Clifton let out a harsh laugh. This liar was so desperate to stay in the game that he'd tolerate a piece of trash like Branson.
The door opened. Delmus walked in. He saw Clifton's screen and smiled.
"Branson really pulled through this time. The numbers that Justice kid is putting up are breaking base records."
Clifton spun his chair around. "What were the terms?"
Delmus shifted uncomfortably. "Branson brought him in. He demanded a thirty percent cut of Justice's first-year salary as a finder's fee."
Thirty percent. A bloodsucking contract. And Justice had signed it.
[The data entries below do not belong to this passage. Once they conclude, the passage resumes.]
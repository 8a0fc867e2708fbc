//! Progress reporting seam between the calibrators and whatever shows it.

use log::info;

/// Receives operator-facing messages and batch progress.
pub trait CalibrationSink {
    fn log(&mut self, message: &str);

    /// `current` of `total` feeders started; `(total, total)` marks the end.
    fn progress(&mut self, current: usize, total: usize);
}

/// Sink that only mirrors to the `log` facade.
#[derive(Clone, Copy, Debug, Default)]
pub struct LogSink;

impl CalibrationSink for LogSink {
    // already mirrored by the caller
    fn log(&mut self, _message: &str) {}

    fn progress(&mut self, current: usize, total: usize) {
        log::debug!("progress {current}/{total}");
    }
}

/// Collects everything in memory.
#[derive(Clone, Debug, Default)]
pub struct RecordingSink {
    pub messages: Vec<String>,
    pub progress: Vec<(usize, usize)>,
}

impl RecordingSink {
    pub fn contains(&self, needle: &str) -> bool {
        self.messages.iter().any(|m| m.contains(needle))
    }
}

impl CalibrationSink for RecordingSink {
    fn log(&mut self, message: &str) {
        self.messages.push(message.to_owned());
    }

    fn progress(&mut self, current: usize, total: usize) {
        self.progress.push((current, total));
    }
}

/// Forwards to another sink with every message prefixed.
pub(crate) struct Prefixed<'a> {
    inner: &'a mut dyn CalibrationSink,
    prefix: &'static str,
}

impl<'a> Prefixed<'a> {
    pub(crate) fn new(inner: &'a mut dyn CalibrationSink, prefix: &'static str) -> Self {
        Self { inner, prefix }
    }
}

impl CalibrationSink for Prefixed<'_> {
    fn log(&mut self, message: &str) {
        self.inner.log(&format!("{}{message}", self.prefix));
    }

    fn progress(&mut self, current: usize, total: usize) {
        self.inner.progress(current, total);
    }
}

/// Send `message` to the sink and mirror it to `log`.
pub(crate) fn emit(sink: &mut dyn CalibrationSink, message: impl AsRef<str>) {
    let message = message.as_ref();
    info!("{}", message.trim_start());
    sink.log(message);
}
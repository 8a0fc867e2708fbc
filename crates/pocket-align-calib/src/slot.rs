//! Batch slot calibration.

use log::{info, warn};
use pocket_align_core::ProfileStore;

#[cfg(feature = "tracing")]
use tracing::instrument;

use crate::cancel::CancelToken;
use crate::error::CalibrationError;
use crate::exposure::ExposureSnapshot;
use crate::feeder::{BaseTarget, Feeder};
use crate::machine::{Machine, Part};
use crate::params::CalibrationParams;
use crate::pocket::PocketCalibrator;
use crate::sink::{emit, CalibrationSink, Prefixed};
use crate::slot_order::sort_by_slot;
use crate::summary::CalibrationSummary;

/// Refines slot positions from fiducials, then pockets, feeder by feeder.
pub struct SlotCalibrator<'a> {
    params: &'a CalibrationParams,
    pocket: PocketCalibrator<'a>,
}

impl<'a> SlotCalibrator<'a> {
    pub fn new(store: &'a ProfileStore, params: &'a CalibrationParams) -> Self {
        Self {
            params,
            pocket: PocketCalibrator::new(store, params),
        }
    }

    /// Calibrate `feeders` in slot order.
    ///
    /// Only a reference part without a footprint aborts the batch, and that
    /// check happens before any motion. Per-feeder problems are reported to
    /// `sink` and counted. `cancel` is polled before each feeder.
    #[cfg_attr(
        feature = "tracing",
        instrument(level = "info", skip(self, machine, feeders, sink, cancel), fields(feeders = feeders.len()))
    )]
    pub fn run_calibration(
        &self,
        machine: &mut dyn Machine,
        feeders: &mut [Feeder],
        sink: &mut dyn CalibrationSink,
        cancel: &CancelToken,
    ) -> Result<CalibrationSummary, CalibrationError> {
        emit(sink, "--- Starting slot calibration ---");

        let reference = self.reference_part(machine, sink);
        if reference.footprint.is_none() {
            emit(
                sink,
                format!(
                    "STOPPING: the part '{}' has no footprint. Configure its vision footprint first.",
                    reference.name
                ),
            );
            return Err(CalibrationError::MissingFootprint {
                part: reference.name,
            });
        }

        let exposure = machine.camera().and_then(|camera| camera.exposure());
        let snapshot = exposure.as_ref().and_then(ExposureSnapshot::capture_shared);

        sort_by_slot(feeders);
        emit(sink, "Sorted feeders by slot number.");

        let total = feeders.len();
        emit(sink, format!("Calibrating {total} feeders..."));
        let mut summary = CalibrationSummary::new(total);

        for (i, feeder) in feeders.iter_mut().enumerate() {
            if cancel.is_set() {
                emit(sink, "Calibration STOPPED by user.");
                summary.cancelled = true;
                break;
            }
            sink.progress(i, total);
            emit(
                sink,
                format!(">>> [{}/{}] Calibrating: {}", i + 1, total, feeder.display_name()),
            );
            summary.processed += 1;
            self.calibrate_slot(machine, feeder, &reference, sink, &mut summary);
        }

        sink.progress(total, total);
        emit(sink, "--- Calibration complete ---");
        emit(sink, format!("Updated {} / {} feeders.", summary.updated(), total));

        if summary.updated() > 0 {
            emit(sink, "Saving configuration...");
            match machine.save_config() {
                Ok(()) => {
                    summary.persisted = true;
                    emit(sink, "Configuration saved.");
                }
                Err(err) => {
                    warn!("saving machine configuration failed: {err}");
                    emit(sink, format!("Error saving config: {err}"));
                }
            }
        }

        if let (Some(handle), Some(snapshot)) = (&exposure, snapshot) {
            if snapshot.restore_shared(handle) {
                emit(sink, "Restored camera state.");
            }
        }

        info!("slot calibration finished: {summary}");
        Ok(summary)
    }

    /// Reference part by id, then by name; created (without a footprint)
    /// when the library has neither.
    fn reference_part(&self, machine: &mut dyn Machine, sink: &mut dyn CalibrationSink) -> Part {
        let key = &self.params.reference_part;
        if let Some(part) = machine.find_part(key) {
            return part;
        }
        warn!("reference part '{key}' missing from the part library; creating it");
        emit(sink, format!("Creating new fiducial part: {key}"));
        let part = Part::new(key.as_str(), key.as_str());
        machine.add_part(part.clone());
        part
    }

    fn calibrate_slot(
        &self,
        machine: &mut dyn Machine,
        feeder: &mut Feeder,
        reference: &Part,
        sink: &mut dyn CalibrationSink,
        summary: &mut CalibrationSummary,
    ) {
        let target = feeder.base_location();
        if target.is_unset() {
            emit(sink, "  SKIP: location is 0,0");
            summary.skipped += 1;
            return;
        }

        let Some(locator) = machine.fiducial_locator() else {
            emit(sink, "  ERROR: no fiducial locator on machine.");
            summary.skipped += 1;
            return;
        };
        let found = match locator.locate(&target, reference) {
            Ok(Some(found)) => found,
            Ok(None) => {
                emit(sink, "  FAILED to locate fiducial.");
                summary.failed += 1;
                return;
            }
            Err(err) => {
                warn!("fiducial search for '{}' failed: {err}", feeder.name);
                emit(sink, format!("  Vision error: {err}"));
                summary.failed += 1;
                return;
            }
        };
        emit(
            sink,
            format!("  Fiducial FOUND at: X={:.3}, Y={:.3}", found.x, found.y),
        );

        match feeder.set_base_xy(&found) {
            BaseTarget::Slot => emit(sink, "  UPDATED slot location."),
            BaseTarget::Feeder => emit(sink, "  UPDATED feeder location."),
        }
        summary.slots_updated += 1;

        emit(sink, "  > Attempting pocket calibration...");
        let outcome =
            self.pocket
                .calibrate_feeder(machine, feeder, &mut Prefixed::new(sink, "    [Pocket] "));
        if outcome.is_calibrated() {
            summary.pockets_updated += 1;
            emit(sink, "  > Pocket calibrated.");
        } else {
            emit(sink, "  > Pocket calibration skipped/failed (see details above).");
        }
    }
}
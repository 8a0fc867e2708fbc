//! Size filtering, scoring and winner selection.

use std::cmp::Ordering;

use nalgebra::Point2;
use pocket_align_core::{DetectionProfile, ShapeMethod};

use crate::contours::ContourStats;
use crate::result::Candidate;

/// Score of a candidate sitting exactly on the image center.
pub const SCORE_BASE: f64 = 10_000.0;

/// Inclusive size filters for the profile's shape method.
///
/// Circle profiles check the diameter (bounding-box width) and leave the
/// height unconstrained.
pub fn passes_filters(profile: &DetectionProfile, stats: &ContourStats) -> bool {
    let f = &profile.filter;
    if stats.area < f.min_area || stats.area > f.max_area {
        return false;
    }
    let w = stats.bbox.width;
    let h = stats.bbox.height;
    match profile.method {
        ShapeMethod::Rect => {
            (f.min_width..=f.max_width).contains(&w) && (f.min_height..=f.max_height).contains(&h)
        }
        ShapeMethod::Circle => (f.min_diameter..=f.max_diameter).contains(&w),
    }
}

/// `SCORE_BASE - |center - image_center|`.
pub fn score_candidate(center: Point2<f64>, image_center: Point2<f64>) -> f64 {
    SCORE_BASE - nalgebra::distance(&center, &image_center)
}

/// Index of the best accepted candidate.
///
/// Higher score wins. Equal scores go to the box whose top edge is higher,
/// then whose left edge is further left.
pub fn select_best(candidates: &[Candidate]) -> Option<usize> {
    candidates
        .iter()
        .enumerate()
        .filter(|(_, c)| c.accepted)
        .min_by(|(_, a), (_, b)| rank(a, b))
        .map(|(i, _)| i)
}

fn rank(a: &Candidate, b: &Candidate) -> Ordering {
    b.score
        .total_cmp(&a.score)
        .then(a.bbox.y.cmp(&b.bbox.y))
        .then(a.bbox.x.cmp(&b.bbox.x))
}

#[cfg(test)]
mod tests {
    use super::*;
    use crate::result::BoundingBox;

    fn stats(w: u32, h: u32, area: f64) -> ContourStats {
        ContourStats {
            bbox: BoundingBox {
                x: 0,
                y: 0,
                width: w,
                height: h,
            },
            area,
        }
    }

    fn cand(x: u32, y: u32, score: f64, accepted: bool) -> Candidate {
        let bbox = BoundingBox {
            x,
            y,
            width: 4,
            height: 4,
        };
        Candidate {
            bbox,
            area: 9.0,
            center: bbox.center(),
            accepted,
            score,
        }
    }

    #[test]
    fn area_bounds_are_inclusive() {
        let mut p = DetectionProfile::new("p");
        p.filter.min_area = 100.0;
        p.filter.max_area = 200.0;
        assert!(passes_filters(&p, &stats(20, 20, 100.0)));
        assert!(passes_filters(&p, &stats(20, 20, 200.0)));
        assert!(!passes_filters(&p, &stats(20, 20, 99.0)));
        assert!(!passes_filters(&p, &stats(20, 20, 201.0)));
    }

    #[test]
    fn rect_checks_width_and_height() {
        let mut p = DetectionProfile::new("p");
        p.filter.min_width = 10;
        p.filter.max_width = 20;
        p.filter.min_height = 5;
        p.filter.max_height = 8;
        assert!(passes_filters(&p, &stats(10, 8, 150.0)));
        assert!(!passes_filters(&p, &stats(21, 8, 150.0)));
        assert!(!passes_filters(&p, &stats(15, 9, 150.0)));
    }

    #[test]
    fn circle_checks_diameter_only() {
        let mut p = DetectionProfile::new("p");
        p.method = ShapeMethod::Circle;
        p.filter.min_diameter = 12;
        p.filter.max_diameter = 14;
        p.filter.max_height = 1;
        assert!(passes_filters(&p, &stats(13, 300, 150.0)));
        assert!(!passes_filters(&p, &stats(15, 13, 150.0)));
    }

    #[test]
    fn score_decreases_with_distance() {
        let c = Point2::new(50.0, 50.0);
        assert_eq!(score_candidate(c, c), SCORE_BASE);
        assert_eq!(score_candidate(Point2::new(53.0, 54.0), c), SCORE_BASE - 5.0);
    }

    #[test]
    fn best_ignores_rejected_and_breaks_ties_in_raster_order() {
        let cs = [
            cand(40, 10, 9_990.0, true),
            cand(10, 10, 9_990.0, true),
            cand(0, 0, 9_999.0, false),
            cand(5, 30, 9_990.0, true),
        ];
        assert_eq!(select_best(&cs), Some(1));
        assert_eq!(select_best(&cs[2..3]), None);
        assert_eq!(select_best(&[]), None);
    }
}
//! Feeder calibration on a pick-and-place machine.
//!
//! [`SlotCalibrator`] walks a batch of feeders in slot order, refines each
//! slot from its fiducial and then hands the feeder to [`PocketCalibrator`],
//! which images the tape pocket and stores its offset. Hardware is only seen
//! through the capability traits in [`machine`], so everything here runs
//! against simulated hardware as well.
//!
//! Long batches belong on [`spawn_calibration`], which reports through a
//! channel and can be cancelled between feeders.

mod cancel;
mod error;
mod exposure;
mod feeder;
pub mod machine;
mod mapper;
mod params;
mod pocket;
mod sink;
mod slot;
mod slot_order;
mod summary;
mod worker;

pub use cancel::CancelToken;
pub use error::{CalibrationError, ConfigError, HardwareError, LocateError};
pub use exposure::{ExposureGuard, ExposureSnapshot};
pub use feeder::{select_feeders, BaseTarget, Feeder, Slot};
pub use machine::{
    Camera, ExposureControl, FiducialLocator, Footprint, Machine, Motion, Part, SharedExposure,
};
pub use mapper::CoordinateMapper;
pub use params::{CalibrationParams, ParamsIoError, DEFAULT_REFERENCE_PART};
pub use pocket::{PocketCalibrator, PocketOutcome, PocketSkip, LANDING_TOLERANCE_MM};
pub use sink::{CalibrationSink, LogSink, RecordingSink};
pub use slot::SlotCalibrator;
pub use slot_order::{slot_number, sort_by_slot, UNORDERED_SLOT};
pub use summary::CalibrationSummary;
pub use worker::{spawn_calibration, CalibrationEvent, CalibrationRun, CalibrationTask};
"Anything else I should know?"
Delmus sighed. "PR is bad right now. Reddit is tearing you apart. They're saying you're slacking, that your hours are dropping." He paused. "There's a rumor that Branson brought this kid in to replace you next season."
A sharp, drilling spike of agony fired deep inside Clifton's right wrist.
He grabbed the joint with his left hand, squeezing hard to stop the tremor. His face remained blank. No one could know. Not Delmus. Not the sponsors. Not the vultures circling his chair.
"Set up a scrim for two o'clock," Clifton said. "First team versus the rookies."
He looked back at Justice's photo. The gaunt face. The dark, haunted eyes.
Let's see what you're made of, liar.